Since the beginning of 2020, the world's healthcare professionals have tirelessly attempted to mitigate the impact of the COVID-19 pandemic. With over 6.5 million confirmed cases and 387,000 deaths worldwide as of June 5th, 2020, a post-COVID-19 pandemic era is not within the near foreseeable future (19). The United States, one of the epicenters for the disease, has documented over 1.8 million confirmed cases and 108,000 deaths related to COVID-19 (19, 20). Many recent studies have highlighted certain risk factors that cause specific populations to be disproportionately susceptible to the severe acute respiratory syndrome coronavirus 2 (SARS-CoV-2) infection. Currently known risk factors for severe clinical outcomes of COVID-19 include: advanced age (65 years and older), chronic lung diseases, immunocompromised status, and other comorbidities such as hypertension, diabetes, or cardiovascular disease (21–25).
Observations in COVID-19 patient data involving clinical characteristics highlight specific disparities in males and females. A recent case-series study looking at COVID-19 and SARS patients showed that while males and females had the similar disease prevalence, males with COVID-19 were at higher risk for worse clinical outcomes and death (26). In this study, as the patient age and the documented comorbidities (i.e., cardiovascular diseases, diabetes, chronic lung diseases, or hypertension) increased, the risk of severity and mortality in both COVID-19 and SARS patients increased. However, the mortality rate in males was 2.4 times that of their age-matched female counterparts (70.3 and 29.7%, respectively).
Furthermore, a nationwide COVID-19 surveillance study conducted in Italy indicated that male mortality rates related to COVID-19 were disproportionately higher than that of female patients with a ratio as much as 4 to 1 (23). Other systematic reviews performed to characterize clinical features or risk factors for COVID-19, have also identified the sex-specific disparities in disease severity and mortality (25, 27). However, the clinical importance of male sex as a risk factor for COVID-19 has mainly been overlooked or explained as a potential confounder to other environmental factors such as smoking or tobacco product usage (28). While various studies have made observations of the sex-specific disparities of COVID-19, this specific relationship has not been adequately established. The sex-specific disease severity is an important clinical consideration as it affects all patient populations. Recognition of male sex as a risk factor for COVID-19 will impact both preventative measures and clinical patient management protocols.

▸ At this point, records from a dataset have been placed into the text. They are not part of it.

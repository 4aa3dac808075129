use axum::Json;
use axum::extract::{Path, State};
use sea_orm::TransactionTrait;
use tracing::{info, instrument};

use crate::error::{AppError, ErrorBody};
use crate::extractors::query::AppQuery;
use crate::models::activity::*;
use crate::services::activity::ActivityService;
use crate::state::AppState;

#[utoipa::path(
    get,
    path = "/activities",
    tag = "Activities",
    operation_id = "listActivities",
    summary = "List published activities",
    description = "Returns every published activity with its current number of participants. Draft activities are never listed.",
    responses(
        (status = 200, description = "List of activities", body = Vec<ActivityResponse>),
    ),
)]
#[instrument(skip(state))]
pub async fn list_activities(
    State(state): State<AppState>,
) -> Result<Json<Vec<ActivityResponse>>, AppError> {
    let activities = ActivityService::new(&state.db).list_published().await?;

    Ok(Json(activities.into_iter().map(Into::into).collect()))
}

#[utoipa::path(
    post,
    path = "/activities/{activity_title}/signup",
    tag = "Activities",
    operation_id = "signupForActivity",
    summary = "Sign up a student for an activity",
    description = "Adds the student to the activity identified by its title. Fails if the student is already signed up or the activity has reached `max_participants`.",
    params(
        ("activity_title" = String, Path, description = "Activity title"),
        StudentQuery,
    ),
    responses(
        (status = 200, description = "Student signed up", body = MessageResponse),
        (status = 400, description = "Already signed up, activity full, or missing email (ALREADY_SIGNED_UP, ACTIVITY_FULL, VALIDATION_ERROR)", body = ErrorBody),
        (status = 404, description = "Activity not found (NOT_FOUND)", body = ErrorBody),
    ),
)]
#[instrument(skip(state, query))]
pub async fn signup_for_activity(
    State(state): State<AppState>,
    Path(activity_title): Path<String>,
    AppQuery(query): AppQuery<StudentQuery>,
) -> Result<Json<MessageResponse>, AppError> {
    let _write = state.write_gate.acquire().await;
    let txn = state.db.begin().await?;
    let participant = ActivityService::new(&txn)
        .signup(&activity_title, &query.email)
        .await?;
    txn.commit().await?;

    info!(
        participant_id = participant.id,
        workshop_id = participant.workshop_id,
        "Student signed up"
    );

    Ok(Json(MessageResponse::signed_up(&query.email, &activity_title)))
}

#[utoipa::path(
    delete,
    path = "/activities/{activity_title}/unregister",
    tag = "Activities",
    operation_id = "unregisterFromActivity",
    summary = "Unregister a student from an activity",
    description = "Removes the student's signup from the activity identified by its title.",
    params(
        ("activity_title" = String, Path, description = "Activity title"),
        StudentQuery,
    ),
    responses(
        (status = 200, description = "Student unregistered", body = MessageResponse),
        (status = 400, description = "Student not signed up, or missing email (NOT_SIGNED_UP, VALIDATION_ERROR)", body = ErrorBody),
        (status = 404, description = "Activity not found (NOT_FOUND)", body = ErrorBody),
    ),
)]
#[instrument(skip(state, query))]
pub async fn unregister_from_activity(
    State(state): State<AppState>,
    Path(activity_title): Path<String>,
    AppQuery(query): AppQuery<StudentQuery>,
) -> Result<Json<MessageResponse>, AppError> {
    let _write = state.write_gate.acquire().await;
    let txn = state.db.begin().await?;
    let participant = ActivityService::new(&txn)
        .unregister(&activity_title, &query.email)
        .await?;
    txn.commit().await?;

    info!(
        participant_id = participant.id,
        workshop_id = participant.workshop_id,
        "Student unregistered"
    );

    Ok(Json(MessageResponse::unregistered(
        &query.email,
        &activity_title,
    )))
}
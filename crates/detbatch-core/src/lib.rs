pub mod error;
pub mod traits;
pub mod types;

pub use error::{DetError, Result};
pub use traits::{Detector, Transform};
pub use types::*;
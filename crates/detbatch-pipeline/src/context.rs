use std::path::PathBuf;
use std::sync::atomic::{AtomicUsize, Ordering};
use std::sync::Arc;

use detbatch_core::{Detection, ImageGeometry};
use detbatch_pool::{SlabLease, SlabPool};

use crate::queue::{CompletionFlag, WorkQueue};

/// A preprocessed image waiting for inference.
///
/// The slab returns to the pool when the item (or just `buffer`) is dropped.
#[derive(Debug)]
pub struct WorkItem {
    /// Planar model-input tensor.
    pub buffer: SlabLease<f32>,
    pub source: PathBuf,
    /// Original size plus the letterbox used to build `buffer`.
    pub geometry: ImageGeometry,
}

/// Detections for one image, waiting to be written.
#[derive(Debug, Clone)]
pub struct ResultItem {
    pub source: PathBuf,
    pub detections: Vec<Detection>,
}

/// Per-run counters, updated from every stage.
#[derive(Debug, Default)]
pub struct RunStats {
    pub enqueued: AtomicUsize,
    pub written: AtomicUsize,
    pub decode_failures: AtomicUsize,
    pub inference_failures: AtomicUsize,
    pub write_failures: AtomicUsize,
}

impl RunStats {
    pub(crate) fn bump(counter: &AtomicUsize) {
        counter.fetch_add(1, Ordering::Relaxed);
    }

    pub fn get(counter: &AtomicUsize) -> usize {
        counter.load(Ordering::Relaxed)
    }
}

/// State shared by the stages of one pipelined run.
///
/// Created per run and dropped once every stage has returned, at which point
/// both queues are empty and every slab is back in `slabs`.
#[derive(Debug)]
pub struct PipelineContext {
    /// Producer -> inference.
    pub input: WorkQueue<WorkItem>,
    /// Inference -> writer.
    pub output: WorkQueue<ResultItem>,
    /// Set (under the `input` lock) after the last item is enqueued.
    pub producer_done: CompletionFlag,
    /// Set (under the `output` lock) after every inference task has finished.
    pub inference_done: CompletionFlag,
    pub slabs: Arc<SlabPool<f32>>,
    pub stats: RunStats,
}

impl PipelineContext {
    pub fn new(slabs: Arc<SlabPool<f32>>) -> Self {
        Self {
            input: WorkQueue::new("input"),
            output: WorkQueue::new("output"),
            producer_done: CompletionFlag::new("producer_done"),
            inference_done: CompletionFlag::new("inference_done"),
            slabs,
            stats: RunStats::default(),
        }
    }

    /// The writer's termination condition.
    ///
    /// `inference_done` is only set after `producer_done` and after the input
    /// queue has drained, so both flags together mean nothing else can reach
    /// the output queue.
    pub fn upstream_of_writer_done(&self) -> bool {
        self.producer_done.is_set() && self.inference_done.is_set()
    }
}
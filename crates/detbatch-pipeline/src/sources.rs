use std::path::{Path, PathBuf};

use walkdir::WalkDir;

use detbatch_core::{DetError, Result};

/// Collect image files under `dir`, sorted by path.
///
/// `max_depth` limits how far below `dir` to look (`Some(1)` = direct
/// children only, `None` = unlimited). A file qualifies when its extension
/// matches one of `extensions`, compared case-insensitively. Unreadable
/// subdirectories are logged and skipped.
pub fn collect_images(
    dir: &Path,
    max_depth: Option<usize>,
    extensions: &[String],
) -> Result<Vec<PathBuf>> {
    if !dir.is_dir() {
        return Err(DetError::InvalidInput(format!(
            "input directory {} does not exist or is not a directory",
            dir.display()
        )));
    }

    let mut walker = WalkDir::new(dir).follow_links(true);
    if let Some(depth) = max_depth {
        walker = walker.max_depth(depth);
    }

    let mut files = Vec::new();
    for entry in walker {
        let entry = match entry {
            Ok(entry) => entry,
            Err(e) => {
                tracing::warn!(error = %e, "skipping unreadable path");
                continue;
            }
        };
        if entry.file_type().is_file() && has_extension(entry.path(), extensions) {
            files.push(entry.into_path());
        }
    }
    files.sort();

    tracing::info!(dir = %dir.display(), files = files.len(), "collected input images");
    Ok(files)
}

fn has_extension(path: &Path, extensions: &[String]) -> bool {
    path.extension()
        .and_then(|ext| ext.to_str())
        .is_some_and(|ext| extensions.iter().any(|want| want.eq_ignore_ascii_case(ext)))
}
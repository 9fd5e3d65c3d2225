use std::path::{Path, PathBuf};
use std::time::Duration;

use serde::{Deserialize, Serialize};

use detbatch_core::{DetError, Result};

/// How a batch is scheduled.
#[derive(Debug, Clone, Copy, PartialEq, Eq, Serialize, Deserialize, Default)]
#[serde(rename_all = "lowercase")]
pub enum ExecutionMode {
    /// Decode, detect and write each file in turn on the calling thread.
    /// Baseline for throughput comparisons.
    Sequential,
    /// One worker-pool task per file doing all three steps.
    Pooled,
    /// Producer, inference and writer stages overlapped on separate threads,
    /// connected by queues. The fastest mode and the default.
    #[default]
    Pipelined,
}

/// Runtime configuration for a detection batch.
///
/// Every field has a default, so a JSON config only needs to name what it
/// changes.
#[derive(Debug, Clone, Serialize, Deserialize)]
#[serde(default)]
pub struct PipelineConfig {
    /// Detector model file. Required by back-ends that load a model.
    pub model_path: Option<PathBuf>,
    /// Minimum score for a detection to be reported.
    pub confidence_threshold: f32,

    /// Inference worker threads; also the number of detector shards.
    pub workers: usize,
    /// Slab pool capacity as a multiple of `workers`.
    pub pool_capacity_multiplier: usize,
    /// Exact slab count, taking precedence over the multiplier.
    pub pool_capacity_override: Option<usize>,
    /// Dedicated result-writing threads. 0 writes on the writer stage thread.
    pub savers: usize,
    pub mode: ExecutionMode,

    /// Directory scanned for images.
    pub input_dir: PathBuf,
    /// Directory receiving one `.txt` file per image.
    pub output_dir: PathBuf,
    /// Maximum directory depth to scan. `None` = unlimited, `Some(1)` = top level only.
    pub max_depth: Option<usize>,
    /// File extensions treated as images (case-insensitive, without the dot).
    pub extensions: Vec<String>,

    // Model input.
    pub input_width: u32,
    pub input_height: u32,
    /// Stretch images to the input size instead of letterboxing.
    pub scale_fill: bool,

    /// Sleep between slab acquisition attempts while the pool is exhausted.
    pub backoff_ms: u64,
    /// Log progress every N files. 0 disables progress lines.
    pub progress_every: usize,
}

impl Default for PipelineConfig {
    fn default() -> Self {
        Self {
            model_path: None,
            confidence_threshold: 0.5,

            workers: 4,
            pool_capacity_multiplier: 4,
            pool_capacity_override: None,
            savers: 0,
            mode: ExecutionMode::default(),

            input_dir: PathBuf::from("images"),
            output_dir: PathBuf::from("results"),
            max_depth: None,
            extensions: ["jpg", "jpeg", "png", "bmp", "tif", "tiff", "webp"]
                .iter()
                .map(|s| s.to_string())
                .collect(),

            input_width: 640,
            input_height: 640,
            scale_fill: true,

            backoff_ms: 10,
            progress_every: 200,
        }
    }
}

impl PipelineConfig {
    /// Load a JSON config file. Missing fields take their defaults.
    pub fn from_json_file(path: &Path) -> Result<Self> {
        let data = std::fs::read_to_string(path)?;
        serde_json::from_str(&data)
            .map_err(|e| DetError::Config(format!("{}: {e}", path.display())))
    }

    /// Reject settings the pipeline cannot run with.
    pub fn validate(&self) -> Result<()> {
        if self.workers == 0 {
            return Err(DetError::Config("workers must be at least 1".into()));
        }
        if self.pool_capacity_multiplier == 0 {
            return Err(DetError::Config(
                "pool_capacity_multiplier must be at least 1".into(),
            ));
        }
        match self.pool_capacity_override {
            Some(0) => {
                return Err(DetError::Config("pool_capacity_override must be at least 1".into()))
            }
            Some(_) => {}
            None => {
                if self.workers.checked_mul(self.pool_capacity_multiplier).is_none() {
                    return Err(DetError::Config(format!(
                        "pool capacity {} x {} overflows",
                        self.workers, self.pool_capacity_multiplier
                    )));
                }
            }
        }
        if self.input_width == 0 || self.input_height == 0 {
            return Err(DetError::Config(format!(
                "model input size must be non-zero, got {}x{}",
                self.input_width, self.input_height
            )));
        }
        if !(0.0..=1.0).contains(&self.confidence_threshold) {
            return Err(DetError::Config(format!(
                "confidence_threshold must be within [0, 1], got {}",
                self.confidence_threshold
            )));
        }
        Ok(())
    }

    /// Number of slabs in the buffer pool. Saturates on configs that
    /// [`validate`](Self::validate) rejects.
    pub fn pool_capacity(&self) -> usize {
        self.pool_capacity_override
            .unwrap_or_else(|| self.workers.saturating_mul(self.pool_capacity_multiplier))
    }

    pub fn backoff(&self) -> Duration {
        Duration::from_millis(self.backoff_ms)
    }
}
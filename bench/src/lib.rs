//! Fixtures shared by the benchmarks: synthetic images and a detector that
//! stands in for model latency.

use std::path::{Path, PathBuf};
use std::time::{Duration, Instant};

use image::{Rgb, RgbImage};

use detbatch_core::{BBox, Detection, Detector, ImageGeometry, Result};

/// Write `count` gradient PNGs of `width x height` into `dir`.
pub fn write_pngs(dir: &Path, count: usize, width: u32, height: u32) -> Vec<PathBuf> {
    (0..count)
        .map(|i| {
            let img = RgbImage::from_fn(width, height, |x, y| {
                Rgb([(x % 256) as u8, (y % 256) as u8, (i % 256) as u8])
            });
            let path = dir.join(format!("bench_{i:04}.png"));
            img.save(&path)
                .unwrap_or_else(|e| panic!("writing {}: {e}", path.display()));
            path
        })
        .collect()
}

/// Spins for a fixed time per call and reports one box.
///
/// Spinning rather than sleeping keeps a core busy the way real inference does.
pub struct SpinDetector {
    latency: Duration,
}

impl SpinDetector {
    pub fn new(latency: Duration) -> Self {
        Self { latency }
    }
}

impl Detector for SpinDetector {
    fn name(&self) -> &str {
        "spin"
    }

    fn detect(&mut self, tensor: &[f32], geometry: &ImageGeometry) -> Result<Vec<Detection>> {
        let start = Instant::now();
        let mut acc = 0.0f32;
        let mut i = 0usize;
        while start.elapsed() < self.latency {
            acc = acc * 0.5 + tensor.get(i % tensor.len().max(1)).copied().unwrap_or(0.0);
            i = i.wrapping_add(7919);
            std::hint::black_box(acc);
        }
        Ok(vec![Detection {
            bbox: BBox::new(
                0.0,
                0.0,
                geometry.original_width as f32 / 2.0,
                geometry.original_height as f32 / 2.0,
            ),
            score: 0.9,
            class_id: 0,
        }])
    }
}
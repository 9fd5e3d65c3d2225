use std::sync::Arc;

use parking_lot::Mutex;

use detbatch_core::{DetError, Detection, Detector, ImageGeometry, Result};
use detbatch_pool::WorkerPool;

/// One detector per inference worker, indexed by worker identity.
///
/// Shard `i` is built on worker `i` and only ever used by tasks running on
/// worker `i`, so its lock is never contended. The lock exists to turn a
/// violation of that rule into [`DetError::ShardUnavailable`] instead of
/// shared mutable access.
pub struct DetectorShards<D> {
    shards: Vec<Mutex<D>>,
}

impl<D: Detector + 'static> DetectorShards<D> {
    /// Build one shard per worker of `pool`, calling `factory(identity)` on
    /// that worker's own thread.
    ///
    /// Fails with the first factory error, or if a factory panicked.
    pub fn build<F>(pool: &WorkerPool, factory: F) -> Result<Self>
    where
        F: Fn(usize) -> Result<D> + Send + Sync + 'static,
    {
        let size = pool.size();
        let slots: Arc<Mutex<Vec<Option<Result<D>>>>> =
            Arc::new(Mutex::new((0..size).map(|_| None).collect()));

        let results = Arc::clone(&slots);
        pool.broadcast(move |identity| {
            let built = factory(identity);
            results.lock()[identity] = Some(built);
        });

        let built = std::mem::take(&mut *slots.lock());
        let mut shards = Vec::with_capacity(size);
        for (identity, slot) in built.into_iter().enumerate() {
            match slot {
                Some(Ok(detector)) => shards.push(Mutex::new(detector)),
                Some(Err(e)) => return Err(e),
                None => {
                    return Err(DetError::ModelLoad(format!(
                        "detector shard {identity} was not constructed (factory panicked)"
                    )))
                }
            }
        }

        tracing::info!(
            pool = pool.name(),
            shards = shards.len(),
            detector = %shards.first().map(|s| s.lock().name().to_string()).unwrap_or_default(),
            "detector shards ready"
        );
        Ok(Self { shards })
    }
}

impl<D: Detector> DetectorShards<D> {
    /// Wrap detectors built elsewhere; shard `i` is `detectors[i]`.
    pub fn from_detectors(detectors: Vec<D>) -> Self {
        Self {
            shards: detectors.into_iter().map(Mutex::new).collect(),
        }
    }

    pub fn len(&self) -> usize {
        self.shards.len()
    }

    pub fn is_empty(&self) -> bool {
        self.shards.is_empty()
    }

    /// Run shard `worker` on one tensor.
    pub fn detect(
        &self,
        worker: usize,
        tensor: &[f32],
        geometry: &ImageGeometry,
    ) -> Result<Vec<Detection>> {
        let shard = self
            .shards
            .get(worker)
            .ok_or(DetError::ShardUnavailable { worker })?;
        let mut detector = shard
            .try_lock()
            .ok_or(DetError::ShardUnavailable { worker })?;
        detector.detect(tensor, geometry)
    }

    /// Exclusive access to every shard, for inspection after a run.
    pub fn for_each(&self, mut f: impl FnMut(usize, &mut D)) {
        for (worker, shard) in self.shards.iter().enumerate() {
            f(worker, &mut shard.lock());
        }
    }
}

impl<D> std::fmt::Debug for DetectorShards<D> {
    fn fmt(&self, f: &mut std::fmt::Formatter<'_>) -> std::fmt::Result {
        f.debug_struct("DetectorShards")
            .field("shards", &self.shards.len())
            .finish()
    }
}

The goal of this systematic review and meta-analysis is to identify whether males are more susceptible to COVID-19, severe forms of the disease, or mortality related to COVID-19. To address this question, we systematically reviewed the literature using the Preferred Reporting Items for Systematic Reviews and Meta-Analyses (PRISMA) guidelines. We performed a meta-analysis of the selected study populations comparing male and female COVID-19 patients. This review incorporated three online databases and research studies published between December 15th, 2019, and April 16th, 2020. We characterized the influence of sex as a risk factor for COVID-19 measuring the following clinical outcomes: all lab-confirmed cases, severe cases, critically ill cases, and mortality.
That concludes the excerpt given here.